Why this matters
Context engineering decides what an AI system knows, remembers, retrieves, compresses, and spends tokens on. It's an operating discipline, not a prompt hack.
Longer windows didn't eliminate architecture
Context windows grew, but the design problem didn't disappear—it got more expensive. Teams still need to choose which policies, documents, memories, tool results, and user facts deserve space. That choice scales with token cost.
Enterprise RAG systems that work treat context as a layered system: static instructions, tenant policy, user permissions, session state, retrieved evidence, tool output, and long-term memory. Each layer enters through explicit rules.

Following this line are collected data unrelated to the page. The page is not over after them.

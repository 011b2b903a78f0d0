//! Shared per-game state owned by the table's coordinating task.
//!
//! Everything that changes while a game is played lives here: hands,
//! collected cards, scores, and the per-trick positions. Only the
//! coordinator mutates it, so none of it needs locking.

use serde::{Deserialize, Serialize};
use std::time::Duration;

use super::{
    constants::{DEFAULT_POINTS_LIMIT, NUM_PLAYERS, WARHEAD_COUNT},
    entities::{Card, Deck, Hand, PassDirection, Seat, Username, next_seat},
    errors::{PlayError, WarheadError},
    rules::{self, TrickContext},
};

/// Game configuration settings
#[derive(Clone, Debug, Deserialize, PartialEq, Serialize)]
pub struct GameSettings {
    /// The game ends after the round in which any seat reaches this many
    /// accumulated points.
    pub points_limit: u32,
    /// Every fourth round skips the warhead phase.
    pub hold_rounds: bool,
    /// How long to wait on a seat before pinging and re-prompting it.
    /// `None` waits indefinitely.
    pub turn_timeout: Option<Duration>,
}

impl Default for GameSettings {
    fn default() -> Self {
        Self::new(DEFAULT_POINTS_LIMIT, false, None)
    }
}

impl GameSettings {
    #[must_use]
    pub const fn new(points_limit: u32, hold_rounds: bool, turn_timeout: Option<Duration>) -> Self {
        Self {
            points_limit,
            hold_rounds,
            turn_timeout,
        }
    }
}

/// A seat's game-side record.
#[derive(Clone, Debug)]
pub struct Player {
    pub name: Username,
    pub hand: Hand,
    /// Score carried across rounds.
    pub accumulated_points: u32,
    /// Point cards taken this round.
    pub collected: Vec<Card>,
    /// Card played into the current trick.
    pub current_play: Option<Card>,
}

impl Player {
    pub fn new(name: Username) -> Self {
        Self {
            name,
            hand: Hand::new(),
            accumulated_points: 0,
            collected: Vec::new(),
            current_play: None,
        }
    }

    pub fn round_points(&self) -> u32 {
        self.collected.iter().map(|c| c.points()).sum()
    }
}

/// Outcome of a finished trick.
#[derive(Clone, Debug, Eq, PartialEq)]
pub struct TrickSummary {
    pub winner: Seat,
    pub plays: Vec<(Seat, Card)>,
    pub point_cards: Vec<Card>,
}

#[derive(Debug)]
pub struct GameState {
    /// Seats in turn order.
    pub players: Vec<Player>,
    /// Seat expected to play next. Unset until the first trick of a round
    /// has been opened with the two of clubs.
    pub turn_player: Option<Seat>,
    /// Seat currently winning the trick.
    pub leading_player: Option<Seat>,
    /// First card of the trick, which sets the led suit.
    pub base_play: Option<Card>,
    /// Sticky for the rest of the round once a point card is played.
    pub hearts_broken: bool,
    pub tricks_played: usize,
    pub rounds_played: usize,
    pub settings: GameSettings,
}

impl GameState {
    pub fn new(names: Vec<Username>, settings: GameSettings) -> Self {
        debug_assert_eq!(names.len(), NUM_PLAYERS);
        Self {
            players: names.into_iter().map(Player::new).collect(),
            turn_player: None,
            leading_player: None,
            base_play: None,
            hearts_broken: false,
            tricks_played: 0,
            rounds_played: 0,
            settings,
        }
    }

    pub fn reset_for_new_round(&mut self) {
        for player in &mut self.players {
            player.hand.clear();
            player.collected.clear();
            player.current_play = None;
        }
        self.turn_player = None;
        self.leading_player = None;
        self.base_play = None;
        self.hearts_broken = false;
        self.tricks_played = 0;
    }

    /// Clears the per-trick fields. The turn stays with whoever won the
    /// last trick.
    pub fn reset_for_new_trick(&mut self) {
        for player in &mut self.players {
            player.current_play = None;
        }
        self.leading_player = None;
        self.base_play = None;
    }

    /// Replace every hand with a round-robin deal of the deck.
    pub fn deal(&mut self, deck: Deck) {
        for (player, hand) in self.players.iter_mut().zip(deck.deal(NUM_PLAYERS)) {
            player.hand = hand;
        }
    }

    pub fn pass_direction(&self) -> PassDirection {
        PassDirection::for_round(self.rounds_played, self.settings.hold_rounds)
    }

    pub fn trick_context(&self) -> TrickContext {
        TrickContext {
            base_play: self.base_play,
            hearts_broken: self.hearts_broken,
            first_trick: self.tricks_played == 0,
        }
    }

    pub fn two_of_clubs_holder(&self) -> Option<Seat> {
        self.players
            .iter()
            .position(|p| p.hand.contains(Card::TWO_OF_CLUBS))
    }

    pub fn leading_card(&self) -> Option<Card> {
        self.leading_player
            .and_then(|seat| self.players.get(seat))
            .and_then(|p| p.current_play)
    }

    /// Plays of the current trick in seat order.
    pub fn trick_plays(&self) -> Vec<(Seat, Card)> {
        self.players
            .iter()
            .enumerate()
            .filter_map(|(seat, p)| p.current_play.map(|card| (seat, card)))
            .collect()
    }

    pub fn is_trick_complete(&self) -> bool {
        self.players.iter().all(|p| p.current_play.is_some())
    }

    /// Check whether `seat` may play `card` right now.
    ///
    /// # Errors
    ///
    /// Returns the rule the play breaks.
    pub fn is_valid_play(&self, seat: Seat, card: Card) -> Result<(), PlayError> {
        let player = self.players.get(seat).ok_or(PlayError::OutOfTurn)?;
        if self.is_trick_complete() {
            return Err(PlayError::TrickComplete);
        }
        if player.current_play.is_some() || self.turn_player.is_some_and(|turn| turn != seat) {
            return Err(PlayError::OutOfTurn);
        }
        rules::check_play(&player.hand, card, &self.trick_context())
    }

    /// Validate and record a play. Returns whether `seat` took the lead.
    ///
    /// # Errors
    ///
    /// Returns the rule the play breaks, leaving the state untouched.
    pub fn apply_play(&mut self, seat: Seat, card: Card) -> Result<bool, PlayError> {
        self.is_valid_play(seat, card)?;
        let player = &mut self.players[seat];
        player.hand.remove(card);
        player.current_play = Some(card);

        if card.is_point_card() {
            self.hearts_broken = true;
        }

        let took_lead = match self.leading_card() {
            None => {
                self.base_play = Some(card);
                true
            }
            Some(leading) => rules::overtakes(card, leading),
        };
        if took_lead {
            self.leading_player = Some(seat);
        }
        self.turn_player = Some(next_seat(seat));
        Ok(took_lead)
    }

    /// Hand the trick's point cards to the leading seat and give it the
    /// next lead. Returns `None` if nobody has played yet.
    pub fn finish_trick(&mut self) -> Option<TrickSummary> {
        let winner = self.leading_player?;
        let plays = self.trick_plays();
        let point_cards: Vec<Card> = plays
            .iter()
            .map(|(_, card)| *card)
            .filter(|card| card.is_point_card())
            .collect();
        self.players[winner]
            .collected
            .extend(point_cards.iter().copied());
        self.turn_player = Some(winner);
        self.tricks_played += 1;
        Some(TrickSummary {
            winner,
            plays,
            point_cards,
        })
    }

    /// Validate a warhead submission without touching the hand.
    ///
    /// # Errors
    ///
    /// Returns why the submission was rejected.
    pub fn validate_warheads(
        &self,
        seat: Seat,
        numbers: &[i64],
    ) -> Result<[Card; WARHEAD_COUNT], WarheadError> {
        let hand = self
            .players
            .get(seat)
            .map(|p| &p.hand)
            .ok_or(WarheadError::WrongCount {
                expected: WARHEAD_COUNT,
                actual: 0,
            })?;
        rules::check_warheads(hand, numbers)
    }

    /// Commit validated warheads from every seat at once. Returns the cards
    /// each seat received.
    pub fn exchange_warheads(
        &mut self,
        submissions: &[[Card; WARHEAD_COUNT]],
        direction: PassDirection,
    ) -> Vec<Vec<Card>> {
        let mut received = vec![Vec::with_capacity(WARHEAD_COUNT); self.players.len()];
        for (seat, cards) in submissions.iter().enumerate() {
            for card in cards {
                self.players[seat].hand.remove(*card);
            }
            received[direction.recipient(seat)].extend_from_slice(cards);
        }
        for (player, cards) in self.players.iter_mut().zip(&received) {
            for card in cards {
                player.hand.add(*card);
            }
        }
        received
    }

    /// Add each seat's round points to its total. Returns the round points.
    pub fn finish_round(&mut self) -> Vec<u32> {
        let round_points: Vec<u32> = self.players.iter().map(Player::round_points).collect();
        for (player, points) in self.players.iter_mut().zip(&round_points) {
            player.accumulated_points += points;
        }
        self.rounds_played += 1;
        round_points
    }

    pub fn totals(&self) -> Vec<u32> {
        self.players.iter().map(|p| p.accumulated_points).collect()
    }

    pub fn is_game_over(&self) -> bool {
        self.players
            .iter()
            .any(|p| p.accumulated_points >= self.settings.points_limit)
    }

    /// Seats tied for the lowest total.
    pub fn winners(&self) -> Vec<Seat> {
        let Some(best) = self.players.iter().map(|p| p.accumulated_points).min() else {
            return Vec::new();
        };
        self.players
            .iter()
            .enumerate()
            .filter(|(_, p)| p.accumulated_points == best)
            .map(|(seat, _)| seat)
            .collect()
    }
}

#[cfg(test)]
pub(crate) mod tests {
    use super::*;
    use crate::game::entities::{Rank, Suit};

    pub(crate) fn card(rank: Rank, suit: Suit) -> Card {
        Card::new(rank, suit).unwrap()
    }

    pub(crate) fn state_with_hands(hands: [&[Card]; 4]) -> GameState {
        let names = (0..4).map(Username::for_seat).collect();
        let mut state = GameState::new(names, GameSettings::default());
        for (player, cards) in state.players.iter_mut().zip(hands) {
            player.hand = cards.iter().copied().collect();
        }
        state
    }

    #[test]
    fn led_clubs_trick_is_won_by_the_king() {
        let two_c = Card::TWO_OF_CLUBS;
        let nine_d = card(Rank::Nine, Suit::Diamond);
        let king_c = card(Rank::King, Suit::Club);
        let seven_c = card(Rank::Seven, Suit::Club);
        let mut state = state_with_hands([&[two_c], &[nine_d], &[king_c], &[seven_c]]);
        state.turn_player = Some(0);
        state.tricks_played = 1;

        assert!(state.apply_play(0, two_c).unwrap());
        assert!(!state.apply_play(1, nine_d).unwrap());
        assert!(state.apply_play(2, king_c).unwrap());
        assert!(!state.apply_play(3, seven_c).unwrap());

        assert_eq!(state.base_play, Some(two_c));
        assert_eq!(state.leading_player, Some(2));
        let summary = state.finish_trick().unwrap();
        assert_eq!(summary.winner, 2);
        assert!(summary.point_cards.is_empty());
        assert_eq!(state.turn_player, Some(2));
    }

    #[test]
    fn out_of_turn_play_is_rejected() {
        let a = card(Rank::Three, Suit::Club);
        let b = card(Rank::Four, Suit::Club);
        let mut state = state_with_hands([&[a], &[b], &[], &[]]);
        state.turn_player = Some(0);
        assert_eq!(state.is_valid_play(1, b), Err(PlayError::OutOfTurn));
    }

    #[test]
    fn rejected_play_leaves_state_untouched() {
        let heart = card(Rank::Ace, Suit::Heart);
        let club = card(Rank::Four, Suit::Club);
        let mut state = state_with_hands([&[heart, club], &[], &[], &[]]);
        state.turn_player = Some(0);
        state.tricks_played = 2;
        assert_eq!(state.apply_play(0, heart), Err(PlayError::HeartsNotBroken));
        assert_eq!(state.players[0].hand.len(), 2);
        assert_eq!(state.base_play, None);
    }

    #[test]
    fn point_card_breaks_hearts_and_is_collected() {
        let lead = card(Rank::Five, Suit::Diamond);
        let heart = card(Rank::Two, Suit::Heart);
        let high = card(Rank::Ace, Suit::Diamond);
        let low = card(Rank::Three, Suit::Diamond);
        let mut state = state_with_hands([&[lead], &[heart], &[high], &[Card::QUEEN_OF_SPADES, low]]);
        state.turn_player = Some(0);
        state.tricks_played = 3;

        state.apply_play(0, lead).unwrap();
        state.apply_play(1, heart).unwrap();
        assert!(state.hearts_broken);
        state.apply_play(2, high).unwrap();
        assert_eq!(
            state.apply_play(3, Card::QUEEN_OF_SPADES),
            Err(PlayError::MustFollowSuit(Suit::Diamond))
        );
        state.apply_play(3, low).unwrap();

        let summary = state.finish_trick().unwrap();
        assert_eq!(summary.winner, 2);
        assert_eq!(summary.point_cards, vec![heart]);
        assert_eq!(state.players[2].round_points(), 1);
    }

    #[test]
    fn warheads_exchange_to_recipients() {
        let deck = Deck::shuffled_with_seed(Default::default(), 11);
        let mut state = state_with_hands([&[], &[], &[], &[]]);
        state.deal(deck);

        let submissions: Vec<[Card; 3]> = state
            .players
            .iter()
            .map(|p| [p.hand.cards()[0], p.hand.cards()[1], p.hand.cards()[2]])
            .collect();
        let received = state.exchange_warheads(&submissions, PassDirection::Left);

        for seat in 0..4 {
            assert_eq!(state.players[seat].hand.len(), 13);
            let recipient = PassDirection::Left.recipient(seat);
            assert_eq!(received[recipient], submissions[seat].to_vec());
            for card in submissions[seat] {
                assert!(state.players[recipient].hand.contains(card));
                assert!(!state.players[seat].hand.contains(card));
            }
        }
    }

    #[test]
    fn invalid_warheads_do_not_mutate() {
        let cards = [Card::TWO_OF_CLUBS, Card::QUEEN_OF_SPADES];
        let state = state_with_hands([&cards, &[], &[], &[]]);
        let nums: Vec<i64> = cards.iter().map(|c| i64::from(c.number())).collect();
        assert!(state.validate_warheads(0, &nums).is_err());
        assert_eq!(state.players[0].hand.len(), 2);
    }

    #[test]
    fn round_tally_and_game_end() {
        let mut state = state_with_hands([&[], &[], &[], &[]]);
        state.settings.points_limit = 20;
        state.players[1].collected = vec![Card::QUEEN_OF_SPADES];
        state.players[2].collected = (0..13u8)
            .map(|r| card(Rank::from_value(r + 2).unwrap(), Suit::Heart))
            .collect();
        assert_eq!(state.finish_round(), vec![0, 13, 13, 0]);
        assert_eq!(state.rounds_played, 1);
        assert!(!state.is_game_over());
        assert_eq!(state.winners(), vec![0, 3]);

        state.reset_for_new_round();
        state.players[1].collected = vec![Card::QUEEN_OF_SPADES];
        state.finish_round();
        assert!(state.is_game_over());
        assert_eq!(state.totals(), vec![0, 26, 13, 0]);
    }
}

Architecture: Layered context assembly
The key decision is how to build context deliberately. Start with intent classification, retrieve with hybrid search, apply metadata filters, rerank, compress evidence, attach citations, only then call the model. Record what context entered so failures replay.
Good RAG doesn't optimize only for recall. It balances grounding quality, latency, token cost, source freshness, privacy, and answer usefulness. That's systems thinking.
Production pattern: Context pipeline with observability
Build a deterministic pipeline: retrieve with bm25 + semantic search, filter by metadata and access, rerank by relevance and freshness, compress if needed, attach sources, format for the model. Make every step observable and queryable.
The strategic insight is that context engineering is becoming a platform capability. Teams that master context quality will ship more reliable AI than teams that chase model swaps.